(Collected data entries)
§

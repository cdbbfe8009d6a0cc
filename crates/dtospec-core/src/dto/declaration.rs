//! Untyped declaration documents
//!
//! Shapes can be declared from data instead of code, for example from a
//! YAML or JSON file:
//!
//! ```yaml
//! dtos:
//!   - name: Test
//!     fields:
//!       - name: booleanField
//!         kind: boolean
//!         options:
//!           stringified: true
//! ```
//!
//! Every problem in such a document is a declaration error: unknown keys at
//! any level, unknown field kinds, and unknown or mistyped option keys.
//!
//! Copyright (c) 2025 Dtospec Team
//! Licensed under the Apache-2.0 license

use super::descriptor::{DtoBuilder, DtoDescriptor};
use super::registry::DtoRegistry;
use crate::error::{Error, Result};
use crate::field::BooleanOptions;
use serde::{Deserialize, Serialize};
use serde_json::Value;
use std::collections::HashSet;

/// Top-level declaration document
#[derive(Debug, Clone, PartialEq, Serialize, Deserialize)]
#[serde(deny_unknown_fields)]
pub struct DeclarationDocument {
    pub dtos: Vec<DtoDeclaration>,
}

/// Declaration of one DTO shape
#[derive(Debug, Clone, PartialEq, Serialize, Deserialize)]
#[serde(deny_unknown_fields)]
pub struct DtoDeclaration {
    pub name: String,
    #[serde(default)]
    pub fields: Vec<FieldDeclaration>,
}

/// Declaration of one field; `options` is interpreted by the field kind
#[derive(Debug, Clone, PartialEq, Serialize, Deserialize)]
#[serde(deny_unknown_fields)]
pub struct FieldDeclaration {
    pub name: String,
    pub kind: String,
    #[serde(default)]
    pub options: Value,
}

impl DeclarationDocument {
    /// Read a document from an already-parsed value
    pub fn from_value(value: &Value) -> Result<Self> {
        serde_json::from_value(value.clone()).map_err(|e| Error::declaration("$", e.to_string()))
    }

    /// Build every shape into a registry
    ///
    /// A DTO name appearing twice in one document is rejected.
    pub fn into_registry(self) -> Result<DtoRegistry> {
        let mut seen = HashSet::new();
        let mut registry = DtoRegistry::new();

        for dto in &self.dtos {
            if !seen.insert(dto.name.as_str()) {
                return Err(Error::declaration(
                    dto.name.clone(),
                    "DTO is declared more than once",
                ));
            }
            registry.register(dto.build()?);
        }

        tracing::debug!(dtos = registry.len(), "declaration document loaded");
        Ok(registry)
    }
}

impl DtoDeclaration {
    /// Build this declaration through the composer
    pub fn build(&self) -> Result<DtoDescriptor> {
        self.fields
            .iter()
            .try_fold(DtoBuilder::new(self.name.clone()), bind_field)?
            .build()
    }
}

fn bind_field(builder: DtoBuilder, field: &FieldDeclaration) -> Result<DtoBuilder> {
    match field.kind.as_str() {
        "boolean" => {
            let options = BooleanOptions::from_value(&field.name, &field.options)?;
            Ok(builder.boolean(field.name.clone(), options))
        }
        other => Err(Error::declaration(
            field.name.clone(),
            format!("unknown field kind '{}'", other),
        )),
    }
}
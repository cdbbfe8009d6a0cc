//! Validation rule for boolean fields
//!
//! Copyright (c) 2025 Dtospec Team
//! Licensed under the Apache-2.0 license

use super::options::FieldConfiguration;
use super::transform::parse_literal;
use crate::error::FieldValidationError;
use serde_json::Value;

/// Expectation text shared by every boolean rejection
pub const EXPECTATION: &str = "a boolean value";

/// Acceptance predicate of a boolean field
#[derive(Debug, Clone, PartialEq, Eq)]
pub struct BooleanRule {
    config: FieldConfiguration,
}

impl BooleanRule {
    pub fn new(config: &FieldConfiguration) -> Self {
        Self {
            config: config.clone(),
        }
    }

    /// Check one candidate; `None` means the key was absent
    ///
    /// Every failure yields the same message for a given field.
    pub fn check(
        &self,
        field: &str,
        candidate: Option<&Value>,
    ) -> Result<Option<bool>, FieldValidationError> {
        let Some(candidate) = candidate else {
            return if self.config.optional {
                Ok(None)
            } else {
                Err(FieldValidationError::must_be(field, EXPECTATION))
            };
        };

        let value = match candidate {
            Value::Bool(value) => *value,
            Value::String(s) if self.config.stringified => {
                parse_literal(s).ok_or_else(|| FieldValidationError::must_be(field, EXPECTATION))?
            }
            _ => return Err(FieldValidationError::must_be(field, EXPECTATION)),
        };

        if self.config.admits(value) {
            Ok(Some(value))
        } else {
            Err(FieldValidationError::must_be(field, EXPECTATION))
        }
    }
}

§

#### [Requirement]
Please state how many lines in the entries include the string "Result", giving no more than the number.

#### [Answer to this problem]
6